We have two simultaneous roles: coordinator and organizer. Under the Cybersecurity Week label, we bring together the different major actors in Luxembourgish cybersecurity during one week of activities aimed at raising awareness and communicating the important information. Under that rather large umbrella, we hope to unite the ecosystem, coordinate the best possible diffusion of treated subjects, and communicate about the event and its importance all across Luxembourg and beyond its borders into the larger area. We have a critical role in trying to maintain cohesion across the different events. We also hope to be as inclusive as possible and offer a maximal amount of visibility to our partners and coorganizers.
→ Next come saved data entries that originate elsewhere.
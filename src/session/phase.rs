//! Match lifecycle values.

use crate::protocol::{Difficulty, Frame, Outcome};
use strictly_tictactoe::{Board, Mark};
use tokio::time::Instant;

/// Lifecycle stage of a match session.
///
/// `Idle → Searching → Connected → InProgress → Ended(outcome) → Closed`,
/// with `InProgress ⇄ Reconnecting` while the link recovers.
#[derive(Debug, Clone, Copy, Default, PartialEq, Eq, Hash)]
pub enum MatchPhase {
    /// No match.
    #[default]
    Idle,
    /// Connecting and asking the host for a seat.
    Searching,
    /// Seated, waiting for the opening snapshot.
    Connected,
    /// Moves are accepted.
    InProgress,
    /// Link lost; trying to rejoin the same match.
    Reconnecting,
    /// Terminal result reached.
    Ended(Outcome),
    /// Torn down.
    Closed,
}

impl MatchPhase {
    /// True for `Ended` and `Closed`.
    pub fn is_terminal(&self) -> bool {
        matches!(self, MatchPhase::Ended(_) | MatchPhase::Closed)
    }
}

impl std::fmt::Display for MatchPhase {
    fn fmt(&self, f: &mut std::fmt::Formatter<'_>) -> std::fmt::Result {
        match self {
            MatchPhase::Idle => write!(f, "Idle"),
            MatchPhase::Searching => write!(f, "Searching"),
            MatchPhase::Connected => write!(f, "Connected"),
            MatchPhase::InProgress => write!(f, "InProgress"),
            MatchPhase::Reconnecting => write!(f, "Reconnecting"),
            MatchPhase::Ended(outcome) => write!(f, "Ended({})", outcome),
            MatchPhase::Closed => write!(f, "Closed"),
        }
    }
}

/// How to obtain a seat.
#[derive(Debug, Clone, PartialEq, Eq)]
pub enum MatchMode {
    /// New match against a host-side bot.
    CreateVsBot(Difficulty),
    /// New match waiting for a second player.
    CreateVsPlayer,
    /// Existing match by id.
    JoinRoom(String),
}

impl MatchMode {
    /// Frame asking the host for a seat.
    pub fn request(&self) -> Frame {
        match self {
            MatchMode::CreateVsBot(difficulty) => Frame::Create {
                vs_bot: true,
                difficulty: Some(*difficulty),
            },
            MatchMode::CreateVsPlayer => Frame::Create {
                vs_bot: false,
                difficulty: None,
            },
            MatchMode::JoinRoom(match_id) => Frame::Join {
                match_id: match_id.clone(),
            },
        }
    }
}

impl std::fmt::Display for MatchMode {
    fn fmt(&self, f: &mut std::fmt::Formatter<'_>) -> std::fmt::Result {
        match self {
            MatchMode::CreateVsBot(difficulty) => write!(f, "vs bot ({})", difficulty),
            MatchMode::CreateVsPlayer => write!(f, "vs player"),
            MatchMode::JoinRoom(match_id) => write!(f, "join {}", match_id),
        }
    }
}

/// Seat obtained by `create_or_join`.
#[derive(Debug, Clone, PartialEq, Eq, derive_getters::Getters, derive_new::new)]
pub struct MatchInfo {
    /// Host-assigned id.
    match_id: String,
    /// Our mark.
    local_mark: Mark,
}

/// Local, unconfirmed move.
#[derive(Debug, Clone, Copy, PartialEq, Eq)]
pub struct Intent {
    /// Target cell.
    pub cell_index: usize,
    /// Our mark.
    pub mark: Mark,
    /// Submission time.
    pub submitted_at: Instant,
}

/// How a submitted move was settled by the host.
#[derive(Debug, Clone, Copy, PartialEq, Eq)]
pub enum MoveResolution {
    /// The snapshot contains our mark at the requested cell.
    Confirmed(Board),
    /// The snapshot disagrees with our prediction; the host's board stands.
    Superseded(Board),
}

impl MoveResolution {
    /// Authoritative board either way.
    pub fn board(&self) -> &Board {
        match self {
            MoveResolution::Confirmed(board) | MoveResolution::Superseded(board) => board,
        }
    }
}

/// Consistent read-only view of the session for presentation.
#[derive(Debug, Clone, Default, PartialEq, Eq)]
pub struct MatchSnapshot {
    /// Current phase.
    pub phase: MatchPhase,
    /// Match id once seated.
    pub match_id: Option<String>,
    /// Our mark once seated.
    pub local_mark: Option<Mark>,
    /// Last authoritative board.
    pub board: Board,
    /// Board to render: the prediction while a move is pending, else `board`.
    pub displayed_board: Board,
    /// Mark to move, while the match is live.
    pub turn: Option<Mark>,
    /// Cell of the pending intent.
    pub pending_cell: Option<usize>,
    /// The opponent has dropped and the grace period is running.
    pub opponent_away: bool,
    /// Last human-readable reason (failed connect, abort cause, result).
    pub reason: Option<String>,
}

impl MatchSnapshot {
    /// True when we may submit a move right now.
    pub fn can_move(&self) -> bool {
        self.phase == MatchPhase::InProgress
            && self.pending_cell.is_none()
            && self.turn.is_some()
            && self.turn == self.local_mark
    }
}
To be clear: neutrality and inclusion are the two big buzz words for this enormous week!

“Sensitization, training and companies’ parallel efforts to build up their skills are topics that worry us a lot, and we are taking them very seriously.”

This will be the second edition of the Cybersecurity Week, but the 14th edition of your lighthouse program Hack.lu. Can you tell us a little more about the latter?

Historically, Hack.lu has been our annual event. It has been and is still open to an alert and international public—a mix of researchers, technicians, and experts in cybersecurity. Cybersecurity Week was set up around this event and provides international visibility to the 20 local events. It’s an excellent opportunity to be able to raise awareness in a large audience.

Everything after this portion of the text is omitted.